Brief – Only a number is wanted here. Tally the lines of the data that contain "matches".

Material shown –
________
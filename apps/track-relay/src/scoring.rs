//! Lexicon-based sentiment scoring.
//!
//! A compact rule-based scorer in the style of VADER: each known word carries a valence in
//! roughly [-4, 4], boosters and dampeners adjust the following word, a negation within the
//! three preceding words flips and shrinks it, and exclamation marks amplify the total. The
//! summed valence is squashed into a compound score in [-1, 1] and split into
//! positive/negative/neutral proportions.

use std::collections::HashMap;

use once_cell::sync::Lazy;
use track_mux::{Polarity, Scorer};

const NEGATION_SCALAR: f64 = -0.74;
const BOOST: f64 = 0.293;
const EXCLAMATION_BOOST: f64 = 0.292;
const MAX_EXCLAMATIONS: usize = 4;
const QUESTION_BOOST: f64 = 0.18;
const NORMALIZATION_ALPHA: f64 = 15.0;

const LEXICON: &[(&str, f64)] = &[
    ("love", 3.2),
    ("loved", 2.9),
    ("loves", 2.7),
    ("lovely", 2.8),
    ("like", 1.5),
    ("likes", 1.5),
    ("good", 1.9),
    ("great", 3.1),
    ("awesome", 3.1),
    ("amazing", 2.8),
    ("excellent", 2.7),
    ("fantastic", 2.6),
    ("wonderful", 2.7),
    ("happy", 2.7),
    ("glad", 2.0),
    ("nice", 1.8),
    ("cute", 2.0),
    ("best", 3.2),
    ("fun", 2.3),
    ("win", 2.8),
    ("wins", 2.7),
    ("beautiful", 2.9),
    ("thanks", 1.9),
    ("thank", 1.5),
    ("cool", 1.3),
    ("yay", 2.4),
    ("lol", 1.8),
    ("haha", 2.0),
    ("hope", 1.9),
    ("enjoy", 2.2),
    ("perfect", 2.7),
    ("bad", -2.5),
    ("worse", -2.1),
    ("worst", -3.1),
    ("terrible", -2.1),
    ("awful", -2.0),
    ("horrible", -2.5),
    ("hate", -2.7),
    ("hates", -1.9),
    ("hated", -3.2),
    ("sad", -2.1),
    ("angry", -2.3),
    ("mad", -2.2),
    ("ugly", -2.3),
    ("boring", -1.3),
    ("lose", -1.3),
    ("lost", -1.3),
    ("fail", -2.5),
    ("fails", -1.8),
    ("sick", -1.7),
    ("pain", -2.3),
    ("hurt", -2.4),
    ("cry", -2.1),
    ("kill", -3.7),
    ("dead", -3.3),
    ("disaster", -3.1),
    ("scary", -2.2),
    ("annoying", -1.7),
    ("stupid", -2.4),
    ("wtf", -2.8),
    ("sucks", -1.5),
    ("problem", -1.7),
];

const BOOSTERS: &[&str] = &[
    "very",
    "really",
    "so",
    "extremely",
    "totally",
    "absolutely",
    "incredibly",
    "super",
    "most",
    "completely",
];

const DAMPENERS: &[&str] = &["kinda", "somewhat", "slightly", "barely", "hardly", "little"];

const NEGATIONS: &[&str] = &[
    "not", "no", "never", "none", "nobody", "nothing", "neither", "nor", "cannot", "without",
    "isn't", "aren't", "wasn't", "weren't", "don't", "doesn't", "didn't", "can't", "won't",
    "wouldn't", "shouldn't", "couldn't", "ain't",
];

static VALENCES: Lazy<HashMap<&'static str, f64>> = Lazy::new(|| LEXICON.iter().copied().collect());

#[derive(Debug, Default, Clone, Copy)]
pub struct LexiconScorer;

impl LexiconScorer {
    pub fn new() -> Self {
        Self
    }
}

impl Scorer for LexiconScorer {
    fn score(&self, text: &str) -> Polarity {
        let words: Vec<&str> = text
            .split_whitespace()
            .map(|token| token.trim_matches(|c: char| matches!(c, '!' | '?' | '#')))
            .filter(|word| !word.is_empty())
            .collect();

        let mut sentiments = Vec::with_capacity(words.len());
        for (index, word) in words.iter().enumerate() {
            let Some(&base) = VALENCES.get(word) else {
                sentiments.push(0.0);
                continue;
            };
            let mut valence = base;
            if let Some(previous) = index.checked_sub(1).map(|i| words[i]) {
                let scalar = if BOOSTERS.contains(&previous) {
                    BOOST
                } else if DAMPENERS.contains(&previous) {
                    -BOOST
                } else {
                    0.0
                };
                valence += scalar * valence.signum();
            }
            let window = &words[index.saturating_sub(3)..index];
            if window.iter().any(|candidate| NEGATIONS.contains(candidate)) {
                valence *= NEGATION_SCALAR;
            }
            sentiments.push(valence);
        }

        let mut sum: f64 = sentiments.iter().sum();
        if sum != 0.0 {
            let exclamations = text.matches('!').count().min(MAX_EXCLAMATIONS);
            let questions = if text.matches('?').count() > 1 {
                QUESTION_BOOST
            } else {
                0.0
            };
            let emphasis = exclamations as f64 * EXCLAMATION_BOOST + questions;
            sum += emphasis * sum.signum();
        }
        let compound = normalize(sum);

        let neutral = sentiments.iter().filter(|value| **value == 0.0).count() as f64;
        let mut positive: f64 = sentiments
            .iter()
            .filter(|value| **value > 0.0)
            .map(|value| value + 1.0)
            .sum();
        let mut negative: f64 = sentiments
            .iter()
            .filter(|value| **value < 0.0)
            .map(|value| value - 1.0)
            .sum::<f64>()
            .abs();
        if positive > negative {
            positive += text.matches('!').count().min(MAX_EXCLAMATIONS) as f64 * EXCLAMATION_BOOST;
        } else if negative > positive {
            negative += text.matches('!').count().min(MAX_EXCLAMATIONS) as f64 * EXCLAMATION_BOOST;
        }

        let total = positive + negative + neutral;
        if total == 0.0 {
            return Polarity {
                neg: 0.0,
                neu: 1.0,
                pos: 0.0,
                compound: 0.0,
            };
        }
        Polarity {
            neg: round3(negative / total),
            neu: round3(neutral / total),
            pos: round3(positive / total),
            compound: round4(compound),
        }
    }
}

fn normalize(score: f64) -> f64 {
    let normalized = score / (score * score + NORMALIZATION_ALPHA).sqrt();
    normalized.clamp(-1.0, 1.0)
}

fn round3(value: f64) -> f64 {
    (value * 1000.0).round() / 1000.0
}

fn round4(value: f64) -> f64 {
    (value * 10000.0).round() / 10000.0
}

#[cfg(test)]
mod tests {
    use super::*;

    fn score(text: &str) -> Polarity {
        LexiconScorer::new().score(text)
    }

    #[test_timeout::timeout]
    fn neutral_text_scores_zero() {
        let polarity = score("the bus leaves at noon");
        assert_eq!(polarity.compound, 0.0);
        assert_eq!(polarity.neu, 1.0);
        assert_eq!(polarity.pos, 0.0);
        assert_eq!(polarity.neg, 0.0);
    }

    #[test_timeout::timeout]
    fn positive_and_negative_words_set_the_sign() {
        assert!(score("i love my dog").compound > 0.5);
        assert!(score("this is terrible").compound < 0.0);
    }

    #[test_timeout::timeout]
    fn negation_flips_polarity() {
        let plain = score("this is good");
        let negated = score("this is not good");
        assert!(plain.compound > 0.0);
        assert!(negated.compound < 0.0);
    }

    #[test_timeout::timeout]
    fn boosters_and_exclamations_intensify() {
        let base = score("great day").compound;
        assert!(score("really great day").compound > base);
        assert!(score("great day!!!").compound > base);
    }

    #[test_timeout::timeout]
    fn proportions_sum_to_one() {
        let polarity = score("i love cats but hate rain!");
        let total = polarity.neg + polarity.neu + polarity.pos;
        assert!((total - 1.0).abs() < 0.01, "proportions summed to {total}");
        assert!((-1.0..=1.0).contains(&polarity.compound));
    }
}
________
Completed task – 5